● What is expected
If a line contains "const PIN_SHIFT: u32 = 5;", it is the last one to write out; begin with the first line of the records and copy each exactly.

● Input
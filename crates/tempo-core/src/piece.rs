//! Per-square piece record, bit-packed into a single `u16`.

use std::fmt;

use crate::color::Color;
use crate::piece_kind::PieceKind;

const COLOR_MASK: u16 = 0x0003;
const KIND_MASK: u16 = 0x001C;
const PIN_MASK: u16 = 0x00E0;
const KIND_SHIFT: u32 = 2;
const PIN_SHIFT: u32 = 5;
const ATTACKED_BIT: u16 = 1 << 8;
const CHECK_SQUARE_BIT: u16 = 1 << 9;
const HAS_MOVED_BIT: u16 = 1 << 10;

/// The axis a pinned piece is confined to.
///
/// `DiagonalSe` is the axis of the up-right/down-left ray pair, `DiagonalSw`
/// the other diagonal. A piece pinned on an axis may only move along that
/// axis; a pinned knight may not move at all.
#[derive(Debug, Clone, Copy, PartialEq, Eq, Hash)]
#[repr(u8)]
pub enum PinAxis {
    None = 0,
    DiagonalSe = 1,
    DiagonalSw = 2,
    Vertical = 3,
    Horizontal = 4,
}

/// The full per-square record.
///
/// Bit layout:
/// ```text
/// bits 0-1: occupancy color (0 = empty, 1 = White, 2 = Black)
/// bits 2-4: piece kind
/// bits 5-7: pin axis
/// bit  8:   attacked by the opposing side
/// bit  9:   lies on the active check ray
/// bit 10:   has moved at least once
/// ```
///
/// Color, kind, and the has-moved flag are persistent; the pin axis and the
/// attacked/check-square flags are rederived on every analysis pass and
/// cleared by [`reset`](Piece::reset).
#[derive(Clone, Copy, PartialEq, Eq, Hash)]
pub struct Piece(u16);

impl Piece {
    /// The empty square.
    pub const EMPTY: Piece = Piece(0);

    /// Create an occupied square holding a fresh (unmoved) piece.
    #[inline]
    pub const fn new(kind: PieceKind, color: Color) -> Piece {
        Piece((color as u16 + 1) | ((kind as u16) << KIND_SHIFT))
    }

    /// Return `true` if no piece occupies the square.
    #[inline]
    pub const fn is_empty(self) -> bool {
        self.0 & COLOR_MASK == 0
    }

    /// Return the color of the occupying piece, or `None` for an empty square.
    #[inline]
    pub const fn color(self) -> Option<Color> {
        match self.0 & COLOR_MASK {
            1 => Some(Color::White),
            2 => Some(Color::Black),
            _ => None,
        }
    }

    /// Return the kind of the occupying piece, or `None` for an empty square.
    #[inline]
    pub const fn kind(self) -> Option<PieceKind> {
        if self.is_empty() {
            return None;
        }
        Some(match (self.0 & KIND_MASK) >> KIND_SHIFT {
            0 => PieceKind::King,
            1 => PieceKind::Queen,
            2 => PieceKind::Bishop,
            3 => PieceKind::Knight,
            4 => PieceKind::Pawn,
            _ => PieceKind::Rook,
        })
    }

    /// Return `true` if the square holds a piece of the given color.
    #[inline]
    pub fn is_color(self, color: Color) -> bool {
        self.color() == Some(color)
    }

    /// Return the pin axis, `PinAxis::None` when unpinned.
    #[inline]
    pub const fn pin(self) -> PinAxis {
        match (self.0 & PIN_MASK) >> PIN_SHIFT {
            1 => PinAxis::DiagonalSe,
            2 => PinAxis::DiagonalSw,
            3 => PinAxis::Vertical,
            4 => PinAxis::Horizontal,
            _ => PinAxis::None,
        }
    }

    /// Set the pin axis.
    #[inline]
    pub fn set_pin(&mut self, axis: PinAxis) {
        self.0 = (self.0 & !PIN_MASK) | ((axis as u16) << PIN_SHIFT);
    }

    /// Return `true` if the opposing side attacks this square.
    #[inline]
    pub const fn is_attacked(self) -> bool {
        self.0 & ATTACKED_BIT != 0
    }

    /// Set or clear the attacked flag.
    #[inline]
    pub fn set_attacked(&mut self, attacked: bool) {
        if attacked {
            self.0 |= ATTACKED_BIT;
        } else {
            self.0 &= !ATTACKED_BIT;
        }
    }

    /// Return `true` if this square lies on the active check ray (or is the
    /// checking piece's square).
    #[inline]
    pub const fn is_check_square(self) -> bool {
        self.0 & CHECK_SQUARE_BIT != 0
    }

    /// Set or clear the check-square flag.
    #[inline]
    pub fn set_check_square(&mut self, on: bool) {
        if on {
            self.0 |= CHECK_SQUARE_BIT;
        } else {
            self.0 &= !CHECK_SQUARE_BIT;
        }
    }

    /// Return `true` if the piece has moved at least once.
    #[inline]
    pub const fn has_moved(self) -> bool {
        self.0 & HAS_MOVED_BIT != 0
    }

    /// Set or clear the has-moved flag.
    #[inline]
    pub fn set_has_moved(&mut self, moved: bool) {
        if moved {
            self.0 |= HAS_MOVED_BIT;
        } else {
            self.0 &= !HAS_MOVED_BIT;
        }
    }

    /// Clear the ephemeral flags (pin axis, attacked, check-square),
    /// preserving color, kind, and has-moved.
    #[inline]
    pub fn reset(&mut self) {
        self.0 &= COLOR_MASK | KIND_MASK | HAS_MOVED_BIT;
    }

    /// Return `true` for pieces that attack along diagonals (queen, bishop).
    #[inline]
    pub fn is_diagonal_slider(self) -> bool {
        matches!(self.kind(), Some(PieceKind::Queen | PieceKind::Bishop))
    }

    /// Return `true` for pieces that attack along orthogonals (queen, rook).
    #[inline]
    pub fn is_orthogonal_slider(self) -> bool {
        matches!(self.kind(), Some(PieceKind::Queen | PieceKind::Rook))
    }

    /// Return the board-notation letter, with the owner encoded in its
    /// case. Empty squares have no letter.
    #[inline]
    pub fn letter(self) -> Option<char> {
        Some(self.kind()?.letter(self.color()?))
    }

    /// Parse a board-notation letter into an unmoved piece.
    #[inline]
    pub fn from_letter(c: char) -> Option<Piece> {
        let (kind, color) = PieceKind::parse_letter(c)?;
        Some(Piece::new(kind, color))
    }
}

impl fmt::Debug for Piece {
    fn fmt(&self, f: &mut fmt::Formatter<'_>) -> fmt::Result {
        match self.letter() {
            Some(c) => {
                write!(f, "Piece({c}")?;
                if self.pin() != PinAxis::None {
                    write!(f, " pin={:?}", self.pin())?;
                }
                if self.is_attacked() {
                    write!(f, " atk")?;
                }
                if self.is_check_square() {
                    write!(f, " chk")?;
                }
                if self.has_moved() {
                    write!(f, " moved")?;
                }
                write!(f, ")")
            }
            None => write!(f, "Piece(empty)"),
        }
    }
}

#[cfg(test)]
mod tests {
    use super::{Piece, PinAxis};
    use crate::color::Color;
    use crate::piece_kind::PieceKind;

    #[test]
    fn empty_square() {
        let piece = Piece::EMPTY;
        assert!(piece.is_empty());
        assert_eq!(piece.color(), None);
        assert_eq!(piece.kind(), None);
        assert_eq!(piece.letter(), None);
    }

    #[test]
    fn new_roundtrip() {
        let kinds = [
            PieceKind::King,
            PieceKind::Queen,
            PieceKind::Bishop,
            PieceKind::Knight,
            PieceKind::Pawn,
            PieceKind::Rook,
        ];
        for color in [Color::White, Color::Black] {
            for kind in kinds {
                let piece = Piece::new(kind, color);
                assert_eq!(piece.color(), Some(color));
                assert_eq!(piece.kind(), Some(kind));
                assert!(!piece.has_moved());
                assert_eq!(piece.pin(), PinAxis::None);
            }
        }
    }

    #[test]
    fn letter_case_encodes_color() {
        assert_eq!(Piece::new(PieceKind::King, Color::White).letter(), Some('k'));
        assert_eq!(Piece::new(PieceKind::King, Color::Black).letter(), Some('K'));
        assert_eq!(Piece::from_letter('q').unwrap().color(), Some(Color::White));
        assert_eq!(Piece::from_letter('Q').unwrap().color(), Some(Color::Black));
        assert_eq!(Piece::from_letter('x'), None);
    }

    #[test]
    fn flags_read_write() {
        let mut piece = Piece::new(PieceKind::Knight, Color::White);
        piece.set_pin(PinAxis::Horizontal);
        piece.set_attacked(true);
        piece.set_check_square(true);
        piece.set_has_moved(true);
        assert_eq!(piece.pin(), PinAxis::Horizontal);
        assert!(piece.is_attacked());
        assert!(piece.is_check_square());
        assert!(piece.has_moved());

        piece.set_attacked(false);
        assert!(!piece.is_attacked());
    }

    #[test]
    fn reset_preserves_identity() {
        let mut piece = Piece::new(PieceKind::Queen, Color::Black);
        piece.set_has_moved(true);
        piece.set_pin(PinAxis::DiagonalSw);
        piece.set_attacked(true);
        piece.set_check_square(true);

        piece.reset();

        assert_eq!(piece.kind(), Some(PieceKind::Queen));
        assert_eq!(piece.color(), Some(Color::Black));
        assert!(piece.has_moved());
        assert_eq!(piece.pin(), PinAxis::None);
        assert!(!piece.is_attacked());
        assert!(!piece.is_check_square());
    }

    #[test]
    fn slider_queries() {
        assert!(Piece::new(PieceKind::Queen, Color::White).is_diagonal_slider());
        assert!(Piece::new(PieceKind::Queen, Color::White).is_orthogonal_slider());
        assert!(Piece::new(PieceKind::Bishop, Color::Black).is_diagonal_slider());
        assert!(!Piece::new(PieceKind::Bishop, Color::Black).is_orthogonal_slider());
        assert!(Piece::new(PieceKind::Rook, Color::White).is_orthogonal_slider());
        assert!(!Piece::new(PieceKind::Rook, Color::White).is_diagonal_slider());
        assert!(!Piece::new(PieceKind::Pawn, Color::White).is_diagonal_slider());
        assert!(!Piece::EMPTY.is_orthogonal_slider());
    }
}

● Result of this task
filename crates/tempo-core/src/piece.rs
//! Per-square piece record, bit-packed into a single `u16`.

use std::fmt;

use crate::color::Color;
use crate::piece_kind::PieceKind;

const COLOR_MASK: u16 = 0x0003;
const KIND_MASK: u16 = 0x001C;
const PIN_MASK: u16 = 0x00E0;
const KIND_SHIFT: u32 = 2;
const PIN_SHIFT: u32 = 5;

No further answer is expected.